What prompted this ramble was a bookbuying expedition. I stood in the amorphous queue (the one with no people in but the spot at which one of the sellers was looking at the time) clutching my tome to my chest. I do not just buy. I plan, forage, identify, continue to forage, identify more, compare, contemplate and usually decide I don't need said item after all, because homeless children wander my street without such things.

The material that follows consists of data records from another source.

impl EvaluationService {
    pub fn new(store: Arc<dyn EvaluationStore>) -> Self {
        Self {
            store,
            detector: Detector::new(),
            recommender: Recommender::new(),
            cache: RecommendationCache::new(),
            guard: ExecutionGuard::new(),
            stable_slope: DEFAULT_STABLE_SLOPE,
        }
    }

    pub fn with_detector(mut self, detector: Detector) -> Self {
        self.detector = detector;
        self
    }

    pub fn with_recommender(mut self, recommender: Recommender) -> Self {
        self.recommender = recommender;
        self
    }

    /// Slope band under which trends report as stable.
    pub fn with_stable_slope(mut self, stable_slope: f64) -> Self {
        self.stable_slope = stable_slope;
        self
    }

    pub fn store(&self) -> &dyn EvaluationStore {
        self.store.as_ref()
    }

    pub fn cache(&self) -> &RecommendationCache {
        &self.cache
    }

    pub fn guard(&self) -> &ExecutionGuard {
        &self.guard
    }

    /// Validate and persist a new `pending` evaluation.
    pub fn create_evaluation(
        &self,
        target_system: &str,
        bias_types: &[BiasType],
        iteration_count: u32,
    ) -> Result<Evaluation> {
        let evaluation = Evaluation::new(target_system, bias_types, iteration_count)?;
        self.store.save_evaluation(&evaluation)?;
        tracing::info!(
            evaluation_id = %evaluation.id,
            target = %evaluation.target_system,
            bias_types = evaluation.bias_types.len(),
            iteration_count,
            "Evaluation created"
        );
        Ok(evaluation)
    }

    /// Run a pending evaluation to completion.
    ///
    /// Only one caller may execute a given id at a time; others get
    /// `AlreadyRunning`. Cancellation is checked before each bias type. Any
    /// failure after the evaluation enters `running` leaves it `failed` with
    /// the error recorded.
    pub fn execute(
        &self,
        id: Uuid,
        baseline: &Baseline,
        rng: &mut dyn RngCore,
        cancel: &CancellationToken,
    ) -> Result<ExecutionOutcome> {
        let _permit = self.guard.acquire(id)?;

        let mut evaluation = self.store.get_evaluation(id)?;
        if evaluation.status != EvaluationStatus::Pending {
            return Err(StateError::NotPending {
                id,
                status: evaluation.status,
            }
            .into());
        }
        evaluation.transition(EvaluationStatus::Running)?;
        self.store.save_evaluation(&evaluation)?;
        tracing::info!(evaluation_id = %id, baseline = %baseline.name, "Evaluation running");

        let result = self
            .run_pipeline(&evaluation, baseline, rng, cancel)
            .and_then(|run| self.persist_completion(&evaluation, baseline, run));

        match result {
            Ok(outcome) => {
                self.cache.invalidate(id);
                tracing::info!(
                    evaluation_id = %id,
                    overall_score = outcome.evaluation.overall_score,
                    zone = ?outcome.evaluation.zone_status,
                    findings = outcome.findings.len(),
                    "Evaluation completed"
                );
                Ok(outcome)
            }
            Err(err) => {
                tracing::warn!(evaluation_id = %id, error = %err, "Evaluation failed");
                evaluation.failure_reason = Some(err.to_string());
                evaluation.transition(EvaluationStatus::Failed)?;
                if let Err(save_err) = self.store.save_evaluation(&evaluation) {
                    tracing::warn!(
                        evaluation_id = %id,
                        error = %save_err,
                        "Could not record evaluation failure"
                    );
                }
                Err(err)
            }
        }
    }

    /// Write findings, then the completed record. A failed record write
    /// removes the findings again so no reader sees them without a result.
    fn persist_completion(
        &self,
        running: &Evaluation,
        baseline: &Baseline,
        (findings, overall_score, zone): (Vec<Finding>, f64, Zone),
    ) -> Result<ExecutionOutcome> {
        let mut evaluation = running.clone();
        evaluation.overall_score = Some(overall_score);
        evaluation.zone_status = Some(zone);
        evaluation.baseline_name = Some(baseline.name.clone());
        evaluation.transition(EvaluationStatus::Completed)?;

        self.store.save_findings(evaluation.id, &findings)?;
        if let Err(err) = self.store.save_evaluation(&evaluation) {
            if let Err(cleanup_err) = self.store.save_findings(evaluation.id, &[]) {
                tracing::warn!(
                    evaluation_id = %evaluation.id,
                    error = %cleanup_err,
                    "Could not discard findings of unrecorded completion"
                );
            }
            return Err(err);
        }
        Ok(ExecutionOutcome {
            evaluation,
            findings,
        })
    }

    fn run_pipeline(
        &self,
        evaluation: &Evaluation,
        baseline: &Baseline,
        rng: &mut dyn RngCore,
        cancel: &CancellationToken,
    ) -> Result<(Vec<Finding>, f64, Zone)> {
        let mut findings = Vec::with_capacity(evaluation.bias_types.len());
        for bias_type in &evaluation.bias_types {
            if cancel.is_cancelled() {
                return Err(BiasLensError::Cancelled { id: evaluation.id });
            }
            let finding = self
                .detector
                .detect(*bias_type, evaluation.iteration_count, rng)?
                .with_evaluation(evaluation.id);
            findings.push(finding);
        }
        let overall_score = analyzer::compute_overall_score(&findings)?;
        let zone = analyzer::classify_zone(overall_score, baseline);
        Ok((findings, overall_score, zone))
    }

    /// Build and persist a baseline over distinct completed evaluations.
    ///
    /// Baselines are immutable: an existing name yields `AlreadyExists`.
    pub fn create_baseline(
        &self,
        name: &str,
        evaluation_ids: &[Uuid],
        overrides: ZoneThresholds,
    ) -> Result<Baseline> {
        if name.trim().is_empty() {
            return Err(ValidationError::InvalidBaselineName {
                reason: "name must not be empty".into(),
            }
            .into());
        }
        let mut seen = HashSet::with_capacity(evaluation_ids.len());
        if let Some(dup) = evaluation_ids.iter().find(|id| !seen.insert(**id)) {
            return Err(ValidationError::DuplicateEvaluation { id: *dup }.into());
        }
        let evaluations = evaluation_ids
            .iter()
            .map(|id| self.store.get_evaluation(*id))
            .collect::<Result<Vec<_>>>()?;
        let baseline = analyzer::create_baseline(name, &evaluations, overrides)?;
        self.store.insert_baseline(&baseline)?;
        tracing::info!(
            baseline = %baseline.name,
            mean = baseline.mean,
            std_dev = baseline.std_dev,
            sample_size = baseline.sample_size,
            "Baseline created"
        );
        Ok(baseline)
    }

    /// Chronological (completion time, score) series of a target's completed evaluations.
    pub fn score_series(&self, target_system: &str) -> Result<Vec<ScorePoint>> {
        let mut series: Vec<ScorePoint> = self
            .store
            .list_evaluations()?
            .into_iter()
            .filter(|e| e.target_system == target_system && e.is_completed())
            .filter_map(|e| {
                e.overall_score.map(|score| ScorePoint {
                    timestamp: e.completed_at.unwrap_or(e.created_at),
                    score,
                })
            })
            .collect();
        series.sort_by_key(|p| p.timestamp);
        Ok(series)
    }

    /// Trend and drift report for a target against `baseline`.
    pub fn trends(
        &self,
        target_system: &str,
        baseline: &Baseline,
        drift_threshold: f64,
    ) -> Result<TrendReport> {
        let series = self.score_series(target_system)?;
        Ok(analyzer::compute_trends_with(
            &series,
            baseline,
            drift_threshold,
            self.stable_slope,
        ))
    }

    fn completed_evaluation(&self, id: Uuid) -> Result<Evaluation> {
        let evaluation = self.store.get_evaluation(id)?;
        if !evaluation.is_completed() {
            return Err(StateError::NotCompleted {
                id,
                status: evaluation.status,
            }
            .into());
        }
        Ok(evaluation)
    }

    /// Ranked recommendations for a completed evaluation, memoized by `(id, mode)`.
    pub fn recommendations(
        &self,
        id: Uuid,
        mode: RecommendationMode,
    ) -> Result<Arc<Vec<Recommendation>>> {
        self.completed_evaluation(id)?;
        self.cache.get_or_try_insert(id, mode, || {
            let findings = self.store.get_findings(id)?;
            self.recommender.generate(&findings, mode)
        })
    }

    /// Executive summary of a completed evaluation.
    pub fn summary(&self, id: Uuid) -> Result<ExecutiveSummary> {
        let evaluation = self.completed_evaluation(id)?;
        let findings = self.store.get_findings(id)?;
        Ok(ExecutiveSummary::build(&evaluation, &findings))
    }

    /// Snapshot an evaluation with its findings and recommendations.
    ///
    /// Evaluations that are not completed export without recommendations.
    pub fn export(&self, id: Uuid, mode: RecommendationMode) -> Result<EvaluationExport> {
        let evaluation = self.store.get_evaluation(id)?;
        let findings = self.store.get_findings(id)?;
        let recommendations = if evaluation.is_completed() && !findings.is_empty() {
            self.recommendations(id, mode)?.as_ref().clone()
        } else {
            Vec::new()
        };
        Ok(EvaluationExport::new(evaluation, findings, recommendations))
    }

    /// Persist an exported evaluation and its findings.
    ///
    /// Only ids unknown to the store are accepted; stored evaluations and
    /// their findings are never replaced. Recommendations in the export are
    /// not stored; they are regenerated on demand from the findings.
    pub fn import(&self, export: &EvaluationExport) -> Result<Evaluation> {
        let evaluation = &export.evaluation;
        if let Some(stray) = export
            .findings
            .iter()
            .find(|f| f.evaluation_id.is_some_and(|owner| owner != evaluation.id))
        {
            return Err(ValidationError::ForeignFinding {
                finding: stray.id,
                evaluation: evaluation.id,
            }
            .into());
        }

        let _permit = self.guard.acquire(evaluation.id)?;
        match self.store.get_evaluation(evaluation.id) {
            Ok(_) => {
                return Err(StateError::AlreadyExists {
                    what: "evaluation",
                    id: evaluation.id.to_string(),
                }
                .into());
            }
            Err(e) if e.kind() == ErrorKind::NotFound => {}
            Err(e) => return Err(e),
        }

        self.store.save_findings(evaluation.id, &export.findings)?;
        self.store.save_evaluation(evaluation)?;
        self.cache.invalidate(evaluation.id);
        tracing::info!(
            evaluation_id = %evaluation.id,
            findings = export.findings.len(),
            "Evaluation imported"
        );
        Ok(evaluation.clone())
    }

    /// Remove an evaluation and its findings. Refused while it is executing.
    pub fn delete(&self, id: Uuid) -> Result<()> {
        let _permit = self.guard.acquire(id)?;
        self.store.delete_evaluation(id)?;
        self.cache.invalidate(id);
        tracing::info!(evaluation_id = %id, "Evaluation deleted");
        Ok(())
    }

    /// Findings of an evaluation, highest severity first.
    pub fn findings(&self, id: Uuid) -> Result<Vec<Finding>> {
        self.store.get_evaluation(id)?;
        let mut findings = self.store.get_findings(id)?;
        findings.sort_by(|a, b| b.severity_score.total_cmp(&a.severity_score));
        Ok(findings)
    }

    /// The finding for one bias type of an evaluation.
    pub fn finding(&self, id: Uuid, bias_type: BiasType) -> Result<Finding> {
        self.findings(id)?
            .into_iter()
            .find(|f| f.bias_type == bias_type)
            .ok_or_else(|| BiasLensError::not_found("finding", format!("{id}/{bias_type}")))
    }

    /// One page of evaluations, newest first, optionally for a single target.
    pub fn list(&self, target_system: Option<&str>, page: Page) -> Result<EvaluationPage> {
        page.validate()?;
        let mut all: Vec<Evaluation> = self
            .store
            .list_evaluations()?
            .into_iter()
            .filter(|e| target_system.is_none_or(|t| e.target_system == t))
            .collect();
        all.reverse();
        let total = all.len();
        let evaluations = all.into_iter().skip(page.offset).take(page.limit).collect();
        Ok(EvaluationPage {
            evaluations,
            total,
            limit: page.limit,
            offset: page.offset,
        })
    }
}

Buying tomes is clearly a big event for me. (Pun...)

This seller continued to look at the spot in which I was standing and perspiring with some vague idea that a security guard would stop me and tell me to stop being frivolous. One second, two seconds, three... The snotty-nosed boy then looked at me, arched his eyebrow above his glasses and put the book he had been reading on the counter. He turned and walked away.

Another girl rushed up to the next counter and beckoned me on. She kept looking at his back, not reprovingly, but adoringly, probably because he is a Philosophy major and speaks Latin or ancient Greek or something. So I got my tome and she served a customer without once looking at her (an achievement) and he is still a prat.

There's no great revelation here, if that's what you're looking for. Just a woman musing out loud (musing out binary silence... screen buzzing... key tapping...?) and concluding: that most social interactions - brief and anonymous, or enduring and intimate - are battlefields; that at different times we fill different roles - prat, admirer, tome-buyer; and that maybe the roles you fill or have filled, shift in hindsight.

And maybe I just lost my touch with the grand-sounding ending - The Point you love so much. Bear with me. I'm sure I'll be able to dredge it up again.